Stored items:
---

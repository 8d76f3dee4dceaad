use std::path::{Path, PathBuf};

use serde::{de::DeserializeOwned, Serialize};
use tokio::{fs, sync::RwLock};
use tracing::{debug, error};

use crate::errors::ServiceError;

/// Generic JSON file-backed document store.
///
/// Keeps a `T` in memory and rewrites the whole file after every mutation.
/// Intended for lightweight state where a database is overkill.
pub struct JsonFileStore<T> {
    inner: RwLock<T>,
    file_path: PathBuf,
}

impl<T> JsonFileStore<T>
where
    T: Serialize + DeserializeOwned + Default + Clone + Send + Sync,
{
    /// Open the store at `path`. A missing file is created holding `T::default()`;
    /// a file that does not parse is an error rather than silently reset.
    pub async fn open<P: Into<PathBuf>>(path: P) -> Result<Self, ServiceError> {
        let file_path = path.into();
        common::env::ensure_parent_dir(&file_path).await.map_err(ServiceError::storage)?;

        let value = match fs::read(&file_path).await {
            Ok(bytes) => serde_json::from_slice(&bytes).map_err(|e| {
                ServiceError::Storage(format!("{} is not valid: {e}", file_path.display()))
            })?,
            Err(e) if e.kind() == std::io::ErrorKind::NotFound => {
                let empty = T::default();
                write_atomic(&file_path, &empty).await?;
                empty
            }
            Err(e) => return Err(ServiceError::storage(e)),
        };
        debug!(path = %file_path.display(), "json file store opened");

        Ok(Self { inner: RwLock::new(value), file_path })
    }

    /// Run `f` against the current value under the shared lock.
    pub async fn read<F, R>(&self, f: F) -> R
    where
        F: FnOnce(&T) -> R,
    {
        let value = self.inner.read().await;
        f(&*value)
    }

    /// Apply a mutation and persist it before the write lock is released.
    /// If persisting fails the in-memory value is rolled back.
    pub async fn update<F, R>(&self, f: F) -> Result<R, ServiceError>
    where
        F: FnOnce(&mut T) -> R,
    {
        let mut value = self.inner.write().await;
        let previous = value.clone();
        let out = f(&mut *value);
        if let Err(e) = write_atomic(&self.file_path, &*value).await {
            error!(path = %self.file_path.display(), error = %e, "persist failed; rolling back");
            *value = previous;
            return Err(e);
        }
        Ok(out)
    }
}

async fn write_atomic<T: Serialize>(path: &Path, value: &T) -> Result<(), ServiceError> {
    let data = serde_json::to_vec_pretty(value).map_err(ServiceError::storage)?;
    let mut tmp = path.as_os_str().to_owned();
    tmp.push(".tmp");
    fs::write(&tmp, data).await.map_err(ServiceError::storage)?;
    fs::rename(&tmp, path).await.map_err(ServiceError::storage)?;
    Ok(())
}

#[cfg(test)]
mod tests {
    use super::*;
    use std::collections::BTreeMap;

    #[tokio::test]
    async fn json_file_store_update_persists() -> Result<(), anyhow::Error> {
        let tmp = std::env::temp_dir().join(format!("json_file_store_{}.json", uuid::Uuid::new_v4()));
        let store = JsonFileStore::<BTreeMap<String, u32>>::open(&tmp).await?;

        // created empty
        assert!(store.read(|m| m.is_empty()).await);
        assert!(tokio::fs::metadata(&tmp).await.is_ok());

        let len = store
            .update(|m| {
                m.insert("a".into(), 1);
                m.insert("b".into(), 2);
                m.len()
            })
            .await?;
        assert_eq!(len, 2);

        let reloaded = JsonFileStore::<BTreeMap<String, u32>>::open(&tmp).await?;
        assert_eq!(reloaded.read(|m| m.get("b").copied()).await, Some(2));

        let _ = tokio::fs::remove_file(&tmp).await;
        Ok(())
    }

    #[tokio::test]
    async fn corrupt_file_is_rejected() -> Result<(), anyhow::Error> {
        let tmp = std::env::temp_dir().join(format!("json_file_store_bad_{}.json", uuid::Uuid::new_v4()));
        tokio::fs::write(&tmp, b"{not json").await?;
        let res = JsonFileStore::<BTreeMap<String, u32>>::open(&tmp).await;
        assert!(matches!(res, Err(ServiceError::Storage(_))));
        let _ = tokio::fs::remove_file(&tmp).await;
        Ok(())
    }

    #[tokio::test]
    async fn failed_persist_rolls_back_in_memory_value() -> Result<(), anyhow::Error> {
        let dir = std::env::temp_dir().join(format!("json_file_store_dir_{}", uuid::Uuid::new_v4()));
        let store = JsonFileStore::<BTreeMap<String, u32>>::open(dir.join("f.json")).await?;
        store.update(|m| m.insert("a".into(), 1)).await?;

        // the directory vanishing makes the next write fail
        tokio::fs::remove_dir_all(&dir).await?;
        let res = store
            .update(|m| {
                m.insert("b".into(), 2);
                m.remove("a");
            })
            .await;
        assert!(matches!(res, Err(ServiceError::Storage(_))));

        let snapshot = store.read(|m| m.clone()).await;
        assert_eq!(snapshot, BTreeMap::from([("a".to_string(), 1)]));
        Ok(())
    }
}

---

WHAT IS NEEDED
If a line in the records above contains "debug", copy that line.

EXERCISE OUTPUT
use tracing::{debug, error};
        debug!(path = %file_path.display(), "json file store opened");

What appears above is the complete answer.